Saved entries
━━━━━━━━

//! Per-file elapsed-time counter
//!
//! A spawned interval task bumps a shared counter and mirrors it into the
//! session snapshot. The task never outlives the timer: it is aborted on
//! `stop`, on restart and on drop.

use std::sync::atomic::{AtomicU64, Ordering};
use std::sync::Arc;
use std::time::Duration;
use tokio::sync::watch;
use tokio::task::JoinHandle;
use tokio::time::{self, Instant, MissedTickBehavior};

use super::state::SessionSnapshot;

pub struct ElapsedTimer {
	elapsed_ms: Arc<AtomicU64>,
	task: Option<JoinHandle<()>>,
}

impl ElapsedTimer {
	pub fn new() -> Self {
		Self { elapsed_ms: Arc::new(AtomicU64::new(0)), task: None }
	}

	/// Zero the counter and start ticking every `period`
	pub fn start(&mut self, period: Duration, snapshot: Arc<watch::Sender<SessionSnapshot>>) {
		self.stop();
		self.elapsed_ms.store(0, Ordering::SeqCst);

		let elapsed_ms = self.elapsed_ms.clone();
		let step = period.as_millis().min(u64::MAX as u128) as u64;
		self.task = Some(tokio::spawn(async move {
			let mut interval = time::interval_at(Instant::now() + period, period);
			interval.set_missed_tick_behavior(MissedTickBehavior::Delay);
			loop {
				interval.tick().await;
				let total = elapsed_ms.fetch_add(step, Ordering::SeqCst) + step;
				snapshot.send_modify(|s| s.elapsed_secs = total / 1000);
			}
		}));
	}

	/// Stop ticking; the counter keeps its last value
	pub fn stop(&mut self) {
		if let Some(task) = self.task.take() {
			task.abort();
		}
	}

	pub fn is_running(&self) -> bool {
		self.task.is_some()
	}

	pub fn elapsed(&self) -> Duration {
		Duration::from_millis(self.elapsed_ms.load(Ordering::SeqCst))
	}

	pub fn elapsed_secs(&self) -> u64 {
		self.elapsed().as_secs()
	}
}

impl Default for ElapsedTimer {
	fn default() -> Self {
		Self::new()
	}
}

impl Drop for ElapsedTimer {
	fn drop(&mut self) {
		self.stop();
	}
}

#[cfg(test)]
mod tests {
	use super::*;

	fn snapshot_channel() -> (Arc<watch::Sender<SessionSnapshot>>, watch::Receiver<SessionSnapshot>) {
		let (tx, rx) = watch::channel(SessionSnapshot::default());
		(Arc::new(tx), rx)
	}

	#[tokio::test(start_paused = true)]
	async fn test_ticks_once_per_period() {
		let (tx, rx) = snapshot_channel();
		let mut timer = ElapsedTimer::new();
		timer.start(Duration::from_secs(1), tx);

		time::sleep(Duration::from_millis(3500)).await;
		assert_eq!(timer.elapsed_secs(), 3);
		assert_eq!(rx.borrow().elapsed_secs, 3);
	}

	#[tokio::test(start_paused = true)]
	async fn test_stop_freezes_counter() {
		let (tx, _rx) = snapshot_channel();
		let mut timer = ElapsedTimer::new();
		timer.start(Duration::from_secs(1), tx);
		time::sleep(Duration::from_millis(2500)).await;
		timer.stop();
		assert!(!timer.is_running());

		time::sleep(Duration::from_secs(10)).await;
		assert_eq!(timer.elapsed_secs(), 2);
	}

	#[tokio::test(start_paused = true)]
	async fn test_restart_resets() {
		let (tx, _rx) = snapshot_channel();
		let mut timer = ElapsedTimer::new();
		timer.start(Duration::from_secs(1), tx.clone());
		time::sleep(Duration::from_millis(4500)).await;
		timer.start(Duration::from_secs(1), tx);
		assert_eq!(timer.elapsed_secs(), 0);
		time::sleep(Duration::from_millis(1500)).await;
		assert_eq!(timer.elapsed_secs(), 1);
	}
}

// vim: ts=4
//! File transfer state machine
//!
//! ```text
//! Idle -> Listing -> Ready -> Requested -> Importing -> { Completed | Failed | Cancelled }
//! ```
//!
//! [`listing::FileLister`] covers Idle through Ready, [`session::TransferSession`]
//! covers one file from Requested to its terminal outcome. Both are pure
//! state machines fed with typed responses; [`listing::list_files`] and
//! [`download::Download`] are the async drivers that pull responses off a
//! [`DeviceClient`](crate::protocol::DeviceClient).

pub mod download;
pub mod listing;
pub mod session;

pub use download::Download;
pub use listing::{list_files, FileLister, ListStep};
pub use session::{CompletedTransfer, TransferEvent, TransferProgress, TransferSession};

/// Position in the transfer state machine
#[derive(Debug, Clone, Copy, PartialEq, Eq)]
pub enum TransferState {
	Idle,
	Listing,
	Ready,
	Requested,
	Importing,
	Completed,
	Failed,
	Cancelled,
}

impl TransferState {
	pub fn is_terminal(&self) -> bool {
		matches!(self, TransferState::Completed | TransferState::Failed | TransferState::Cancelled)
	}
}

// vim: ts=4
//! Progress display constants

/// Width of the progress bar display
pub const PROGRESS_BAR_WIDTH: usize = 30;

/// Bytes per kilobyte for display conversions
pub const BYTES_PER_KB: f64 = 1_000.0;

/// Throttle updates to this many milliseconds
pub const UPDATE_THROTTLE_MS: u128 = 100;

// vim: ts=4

━━━━━━━━

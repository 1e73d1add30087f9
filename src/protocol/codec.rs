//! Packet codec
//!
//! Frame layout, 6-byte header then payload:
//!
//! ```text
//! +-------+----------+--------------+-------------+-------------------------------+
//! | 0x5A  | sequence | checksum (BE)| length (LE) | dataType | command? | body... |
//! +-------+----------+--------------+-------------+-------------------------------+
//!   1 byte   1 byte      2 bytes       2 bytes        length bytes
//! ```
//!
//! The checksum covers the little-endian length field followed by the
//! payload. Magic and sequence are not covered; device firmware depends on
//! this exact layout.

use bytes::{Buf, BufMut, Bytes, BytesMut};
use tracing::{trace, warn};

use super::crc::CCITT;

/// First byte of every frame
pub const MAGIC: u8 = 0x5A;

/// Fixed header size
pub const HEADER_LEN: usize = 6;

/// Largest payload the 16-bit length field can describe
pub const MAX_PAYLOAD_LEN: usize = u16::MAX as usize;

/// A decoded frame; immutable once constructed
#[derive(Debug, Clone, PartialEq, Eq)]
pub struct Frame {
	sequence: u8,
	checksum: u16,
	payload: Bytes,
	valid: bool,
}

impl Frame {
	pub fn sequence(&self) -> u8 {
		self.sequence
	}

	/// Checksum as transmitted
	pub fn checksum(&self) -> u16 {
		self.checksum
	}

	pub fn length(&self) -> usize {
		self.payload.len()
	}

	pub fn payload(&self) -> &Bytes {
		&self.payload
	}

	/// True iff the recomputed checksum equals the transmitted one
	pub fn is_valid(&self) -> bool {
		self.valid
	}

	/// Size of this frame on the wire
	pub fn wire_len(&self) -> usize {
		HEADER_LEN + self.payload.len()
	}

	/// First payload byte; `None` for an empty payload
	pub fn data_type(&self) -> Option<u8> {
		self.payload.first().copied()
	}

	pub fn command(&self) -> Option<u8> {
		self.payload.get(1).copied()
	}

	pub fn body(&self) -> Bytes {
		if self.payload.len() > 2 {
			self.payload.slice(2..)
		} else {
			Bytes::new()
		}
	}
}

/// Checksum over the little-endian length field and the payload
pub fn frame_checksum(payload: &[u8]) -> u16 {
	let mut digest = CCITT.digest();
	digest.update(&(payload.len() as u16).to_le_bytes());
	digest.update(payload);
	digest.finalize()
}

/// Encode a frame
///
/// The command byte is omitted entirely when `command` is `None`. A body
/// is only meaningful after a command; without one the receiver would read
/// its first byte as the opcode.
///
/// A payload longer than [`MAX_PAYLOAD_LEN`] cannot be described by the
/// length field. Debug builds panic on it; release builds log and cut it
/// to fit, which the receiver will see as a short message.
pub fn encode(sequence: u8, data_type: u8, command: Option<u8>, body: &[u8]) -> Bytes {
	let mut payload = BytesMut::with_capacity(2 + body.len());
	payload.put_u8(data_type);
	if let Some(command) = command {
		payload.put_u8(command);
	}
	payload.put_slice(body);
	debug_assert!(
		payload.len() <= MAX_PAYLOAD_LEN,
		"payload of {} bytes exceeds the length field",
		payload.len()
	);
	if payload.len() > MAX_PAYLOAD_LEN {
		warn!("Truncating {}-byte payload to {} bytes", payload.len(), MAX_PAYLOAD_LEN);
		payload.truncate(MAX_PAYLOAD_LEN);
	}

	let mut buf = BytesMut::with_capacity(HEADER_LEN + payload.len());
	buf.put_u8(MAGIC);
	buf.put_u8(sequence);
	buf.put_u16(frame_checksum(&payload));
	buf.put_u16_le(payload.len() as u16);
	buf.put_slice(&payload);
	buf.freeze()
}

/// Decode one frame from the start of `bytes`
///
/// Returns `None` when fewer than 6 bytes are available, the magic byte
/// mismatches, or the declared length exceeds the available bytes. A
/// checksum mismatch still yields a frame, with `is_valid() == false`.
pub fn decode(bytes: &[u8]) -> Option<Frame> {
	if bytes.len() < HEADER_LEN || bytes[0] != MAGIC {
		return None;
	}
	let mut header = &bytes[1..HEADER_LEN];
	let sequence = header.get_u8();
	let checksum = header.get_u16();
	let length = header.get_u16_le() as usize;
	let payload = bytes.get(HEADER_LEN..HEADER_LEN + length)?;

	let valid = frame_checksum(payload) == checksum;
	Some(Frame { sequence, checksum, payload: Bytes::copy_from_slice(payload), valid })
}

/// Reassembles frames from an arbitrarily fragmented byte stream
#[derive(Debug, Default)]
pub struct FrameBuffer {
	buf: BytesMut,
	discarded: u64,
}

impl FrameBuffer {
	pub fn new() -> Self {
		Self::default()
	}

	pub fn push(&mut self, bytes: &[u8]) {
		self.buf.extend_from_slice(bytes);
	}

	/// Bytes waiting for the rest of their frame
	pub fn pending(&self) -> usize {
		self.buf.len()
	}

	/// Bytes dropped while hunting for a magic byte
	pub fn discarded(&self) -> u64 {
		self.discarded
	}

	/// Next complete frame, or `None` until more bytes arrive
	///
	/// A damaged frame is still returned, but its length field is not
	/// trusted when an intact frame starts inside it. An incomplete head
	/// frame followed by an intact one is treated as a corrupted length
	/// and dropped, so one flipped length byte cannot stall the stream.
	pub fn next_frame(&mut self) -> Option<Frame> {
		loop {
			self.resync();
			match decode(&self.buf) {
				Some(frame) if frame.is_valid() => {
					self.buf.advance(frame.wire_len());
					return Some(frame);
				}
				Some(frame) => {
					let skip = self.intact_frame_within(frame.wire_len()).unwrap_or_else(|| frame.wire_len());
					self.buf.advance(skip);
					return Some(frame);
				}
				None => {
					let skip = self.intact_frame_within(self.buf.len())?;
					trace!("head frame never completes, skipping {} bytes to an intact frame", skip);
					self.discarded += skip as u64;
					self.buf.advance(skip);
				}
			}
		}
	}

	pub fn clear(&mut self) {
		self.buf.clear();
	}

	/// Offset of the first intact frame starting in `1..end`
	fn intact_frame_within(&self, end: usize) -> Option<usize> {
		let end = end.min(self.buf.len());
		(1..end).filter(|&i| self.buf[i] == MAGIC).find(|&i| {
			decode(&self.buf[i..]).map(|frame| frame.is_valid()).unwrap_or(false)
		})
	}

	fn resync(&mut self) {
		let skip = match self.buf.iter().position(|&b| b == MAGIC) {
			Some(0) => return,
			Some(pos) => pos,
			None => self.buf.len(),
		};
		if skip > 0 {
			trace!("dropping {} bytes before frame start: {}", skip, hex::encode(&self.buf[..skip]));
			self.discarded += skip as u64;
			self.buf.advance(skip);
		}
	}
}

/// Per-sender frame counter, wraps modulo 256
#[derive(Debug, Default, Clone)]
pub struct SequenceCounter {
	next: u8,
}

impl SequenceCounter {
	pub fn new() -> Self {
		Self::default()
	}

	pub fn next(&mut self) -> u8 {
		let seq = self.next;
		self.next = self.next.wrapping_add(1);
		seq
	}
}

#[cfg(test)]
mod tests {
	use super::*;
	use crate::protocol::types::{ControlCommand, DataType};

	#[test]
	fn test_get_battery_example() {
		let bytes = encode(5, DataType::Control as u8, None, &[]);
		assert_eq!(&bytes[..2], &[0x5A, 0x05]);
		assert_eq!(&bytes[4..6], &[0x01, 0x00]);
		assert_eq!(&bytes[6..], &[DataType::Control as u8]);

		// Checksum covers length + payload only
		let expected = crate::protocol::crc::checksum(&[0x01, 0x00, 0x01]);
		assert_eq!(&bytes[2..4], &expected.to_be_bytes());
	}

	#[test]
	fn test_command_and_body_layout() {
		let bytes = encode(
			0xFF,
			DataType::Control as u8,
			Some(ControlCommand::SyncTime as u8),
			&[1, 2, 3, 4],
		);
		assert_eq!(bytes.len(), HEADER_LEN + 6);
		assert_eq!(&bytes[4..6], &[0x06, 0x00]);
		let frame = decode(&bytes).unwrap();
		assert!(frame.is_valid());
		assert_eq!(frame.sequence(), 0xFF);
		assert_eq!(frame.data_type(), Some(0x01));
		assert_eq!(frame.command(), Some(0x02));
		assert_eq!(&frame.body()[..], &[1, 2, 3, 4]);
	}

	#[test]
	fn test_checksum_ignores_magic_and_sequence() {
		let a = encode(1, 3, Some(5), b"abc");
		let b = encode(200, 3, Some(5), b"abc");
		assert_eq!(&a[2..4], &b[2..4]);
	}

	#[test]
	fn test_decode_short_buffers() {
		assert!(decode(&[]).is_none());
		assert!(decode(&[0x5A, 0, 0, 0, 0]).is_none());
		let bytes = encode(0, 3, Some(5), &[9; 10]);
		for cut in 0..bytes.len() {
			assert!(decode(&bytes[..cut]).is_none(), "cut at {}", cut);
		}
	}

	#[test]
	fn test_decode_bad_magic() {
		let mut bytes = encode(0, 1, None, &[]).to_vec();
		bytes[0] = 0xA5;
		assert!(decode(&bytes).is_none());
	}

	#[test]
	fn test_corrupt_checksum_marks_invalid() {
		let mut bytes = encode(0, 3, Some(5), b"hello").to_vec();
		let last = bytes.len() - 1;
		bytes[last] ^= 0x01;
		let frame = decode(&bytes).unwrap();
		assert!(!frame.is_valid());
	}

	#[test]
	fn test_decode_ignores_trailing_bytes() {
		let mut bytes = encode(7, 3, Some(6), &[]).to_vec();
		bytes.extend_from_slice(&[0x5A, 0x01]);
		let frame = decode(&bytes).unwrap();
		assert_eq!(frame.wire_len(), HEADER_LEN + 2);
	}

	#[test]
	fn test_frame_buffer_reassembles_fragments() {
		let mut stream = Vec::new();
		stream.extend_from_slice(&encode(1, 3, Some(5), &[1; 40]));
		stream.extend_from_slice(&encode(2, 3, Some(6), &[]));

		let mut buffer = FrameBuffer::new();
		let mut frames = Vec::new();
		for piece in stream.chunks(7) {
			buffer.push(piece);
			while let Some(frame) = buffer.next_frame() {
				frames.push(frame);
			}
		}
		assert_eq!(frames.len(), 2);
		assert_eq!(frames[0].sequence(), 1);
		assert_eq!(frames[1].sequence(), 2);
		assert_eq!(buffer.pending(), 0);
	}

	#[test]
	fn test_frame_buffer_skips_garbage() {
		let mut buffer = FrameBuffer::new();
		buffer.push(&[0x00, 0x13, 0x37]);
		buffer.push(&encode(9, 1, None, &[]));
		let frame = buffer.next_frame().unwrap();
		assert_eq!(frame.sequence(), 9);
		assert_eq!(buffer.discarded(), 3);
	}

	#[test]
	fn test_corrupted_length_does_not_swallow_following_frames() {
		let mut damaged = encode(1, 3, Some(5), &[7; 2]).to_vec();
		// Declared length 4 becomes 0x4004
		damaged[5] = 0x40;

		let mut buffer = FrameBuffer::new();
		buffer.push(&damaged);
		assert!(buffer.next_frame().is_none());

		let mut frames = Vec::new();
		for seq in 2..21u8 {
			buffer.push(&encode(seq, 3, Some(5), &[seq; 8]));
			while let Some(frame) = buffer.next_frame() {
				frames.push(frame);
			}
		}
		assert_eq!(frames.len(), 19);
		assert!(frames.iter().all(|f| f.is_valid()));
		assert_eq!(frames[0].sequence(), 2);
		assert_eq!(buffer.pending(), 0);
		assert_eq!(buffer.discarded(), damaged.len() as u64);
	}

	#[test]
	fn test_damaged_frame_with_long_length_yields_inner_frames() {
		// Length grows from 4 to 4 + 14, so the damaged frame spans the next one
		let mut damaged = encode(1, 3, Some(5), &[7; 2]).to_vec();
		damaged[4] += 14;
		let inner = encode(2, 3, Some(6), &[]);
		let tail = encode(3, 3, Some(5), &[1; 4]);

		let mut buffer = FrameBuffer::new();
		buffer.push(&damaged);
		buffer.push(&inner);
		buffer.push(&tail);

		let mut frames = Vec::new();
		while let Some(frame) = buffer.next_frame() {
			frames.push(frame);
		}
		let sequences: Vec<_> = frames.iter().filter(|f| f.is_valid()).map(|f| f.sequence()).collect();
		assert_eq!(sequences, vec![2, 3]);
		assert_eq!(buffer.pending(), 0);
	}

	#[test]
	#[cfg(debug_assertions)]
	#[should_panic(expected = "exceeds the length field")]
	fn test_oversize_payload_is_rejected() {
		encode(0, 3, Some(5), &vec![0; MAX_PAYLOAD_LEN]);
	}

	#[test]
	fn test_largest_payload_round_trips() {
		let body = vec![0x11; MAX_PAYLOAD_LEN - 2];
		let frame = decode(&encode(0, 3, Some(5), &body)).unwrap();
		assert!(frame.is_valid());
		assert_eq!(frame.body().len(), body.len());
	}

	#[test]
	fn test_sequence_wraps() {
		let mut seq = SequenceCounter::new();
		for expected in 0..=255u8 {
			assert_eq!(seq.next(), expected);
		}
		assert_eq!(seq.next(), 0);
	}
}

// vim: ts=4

━━━━━━━━

REQUIREMENT ->
Print exactly the lines above from the one with "described by the" to the one with "let length = header.get_u16_le() as usize;", including both.

ANSWER SECTION ->
/// A payload longer than [`MAX_PAYLOAD_LEN`] cannot be described by the
/// length field. Debug builds panic on it; release builds log and cut it
/// to fit, which the receiver will see as a short message.
pub fn encode(sequence: u8, data_type: u8, command: Option<u8>, body: &[u8]) -> Bytes {
	let mut payload = BytesMut::with_capacity(2 + body.len());
	payload.put_u8(data_type);
	if let Some(command) = command {
		payload.put_u8(command);
	}
	payload.put_slice(body);
	debug_assert!(
		payload.len() <= MAX_PAYLOAD_LEN,
		"payload of {} bytes exceeds the length field",
		payload.len()
	);
	if payload.len() > MAX_PAYLOAD_LEN {
		warn!("Truncating {}-byte payload to {} bytes", payload.len(), MAX_PAYLOAD_LEN);
		payload.truncate(MAX_PAYLOAD_LEN);
	}

	let mut buf = BytesMut::with_capacity(HEADER_LEN + payload.len());
	buf.put_u8(MAGIC);
	buf.put_u8(sequence);
	buf.put_u16(frame_checksum(&payload));
	buf.put_u16_le(payload.len() as u16);
	buf.put_slice(&payload);
	buf.freeze()
}

/// Decode one frame from the start of `bytes`
///
/// Returns `None` when fewer than 6 bytes are available, the magic byte
/// mismatches, or the declared length exceeds the available bytes. A
/// checksum mismatch still yields a frame, with `is_valid() == false`.
pub fn decode(bytes: &[u8]) -> Option<Frame> {
	if bytes.len() < HEADER_LEN || bytes[0] != MAGIC {
		return None;
	}
	let mut header = &bytes[1..HEADER_LEN];
	let sequence = header.get_u8();
	let checksum = header.get_u16();
	let length = header.get_u16_le() as usize;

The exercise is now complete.